What this task involves -
Find the word "ClickScope" in the data, then copy each line where it is found.

Stored data entries -

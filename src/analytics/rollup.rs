//! Scheduled click rollups
//!
//! Periodically re-aggregates recent clicks into hourly and daily buckets and
//! persists them to the summary table, so long-range charts do not have to
//! rescan raw events. The bucketing is the same [`time_series_at`] used by
//! the query API.

use chrono::{DateTime, Utc};
use std::sync::Arc;
use tokio::sync::watch;
use tokio::task::JoinHandle;
use tracing::{debug, error, info};

use crate::analytics::aggregator::{
    time_series_at, window_start, HOURLY_WINDOW_MAX_DAYS, MAX_WINDOW_DAYS,
};
use crate::analytics::models::{Granularity, RollupEntry};
use crate::config::{AnalyticsConfig, RollupConfig};
use crate::storage::{ClickQuery, ClickScope, Storage, StorageResult};

/// Outcome of a single rollup pass
#[derive(Debug, Clone, Copy, Default, PartialEq, Eq)]
pub struct RollupReport {
    pub links: usize,
    pub rows_written: usize,
    /// Links whose fetch hit the row cap
    pub truncated_links: usize,
}

pub struct RollupService {
    storage: Arc<dyn Storage>,
    daily_window_days: u32,
    max_events_per_query: i64,
    shutdown_tx: watch::Sender<bool>,
}

impl RollupService {
    pub fn new(storage: Arc<dyn Storage>, rollup: &RollupConfig, analytics: &AnalyticsConfig) -> Self {
        let (shutdown_tx, _) = watch::channel(false);

        // Daily buckets need a window longer than the hourly threshold, and
        // never reach further back than queries may
        let min_days = HOURLY_WINDOW_MAX_DAYS + 1;
        let max_days = analytics.max_lookback_days.clamp(min_days, MAX_WINDOW_DAYS);

        Self {
            storage,
            daily_window_days: rollup.daily_window_days.clamp(min_days, max_days),
            max_events_per_query: analytics.max_events_per_query.max(1),
            shutdown_tx,
        }
    }

    /// Roll up every link with clicks in the daily window ending at `now`.
    ///
    /// The fetch starts at midnight of the oldest daily bucket, so every
    /// bucket written covers its whole day or hour.
    pub async fn run_once(&self, now: DateTime<Utc>) -> StorageResult<RollupReport> {
        let since = Granularity::Day.floor(window_start(now, self.daily_window_days));
        let links = self.storage.active_links(since).await?;

        let mut report = RollupReport {
            links: links.len(),
            ..RollupReport::default()
        };

        for link_id in links {
            let events = self
                .storage
                .fetch_clicks(&ClickQuery {
                    scope: ClickScope::Link(link_id.clone()),
                    since,
                    until: now,
                    limit: self.max_events_per_query,
                })
                .await?;

            // A capped fetch keeps the newest events, so the bucket holding
            // the oldest fetched event may be missing clicks
            let partial_before = if events.len() as i64 >= self.max_events_per_query {
                report.truncated_links += 1;
                events.first().map(|event| event.timestamp)
            } else {
                None
            };

            let mut entries = Vec::new();
            for (window_days, granularity) in [
                (HOURLY_WINDOW_MAX_DAYS, Granularity::Hour),
                (self.daily_window_days, Granularity::Day),
            ] {
                entries.extend(
                    time_series_at(&events, window_days, now)
                        .into_iter()
                        .filter(|point| point.clicks > 0)
                        .filter(|point| match partial_before {
                            Some(oldest) => point.timestamp > granularity.label(oldest),
                            None => true,
                        })
                        .map(|point| RollupEntry {
                            link_id: link_id.clone(),
                            granularity,
                            bucket: point.timestamp,
                            clicks: point.clicks,
                            unique_clicks: point.unique_clicks,
                        }),
                );
            }

            report.rows_written += self.storage.upsert_rollups(&entries).await?;
            debug!("Rolled up {} buckets for link {}", entries.len(), link_id);
        }

        Ok(report)
    }

    /// Spawn the periodic rollup task
    pub fn start(self: &Arc<Self>, interval_secs: u64) -> JoinHandle<()> {
        let service = Arc::clone(self);
        let mut shutdown_rx = self.shutdown_tx.subscribe();

        tokio::spawn(async move {
            let mut interval =
                tokio::time::interval(std::time::Duration::from_secs(interval_secs.max(1)));

            loop {
                tokio::select! {
                    _ = interval.tick() => {
                        match service.run_once(Utc::now()).await {
                            Ok(report) => info!(
                                "Rollup complete: {} links, {} rows written, {} truncated",
                                report.links, report.rows_written, report.truncated_links
                            ),
                            Err(e) => error!("Rollup failed: {}", e),
                        }
                    }
                    _ = shutdown_rx.changed() => {
                        if *shutdown_rx.borrow() {
                            info!("Rollup task shutting down");
                            break;
                        }
                    }
                }
            }
        })
    }

    /// Signal the periodic task to stop
    pub fn shutdown(&self) {
        let _ = self.shutdown_tx.send(true);
    }
}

Answer for this exercise -
use crate::storage::{ClickQuery, ClickScope, Storage, StorageResult};
                    scope: ClickScope::Link(link_id.clone()),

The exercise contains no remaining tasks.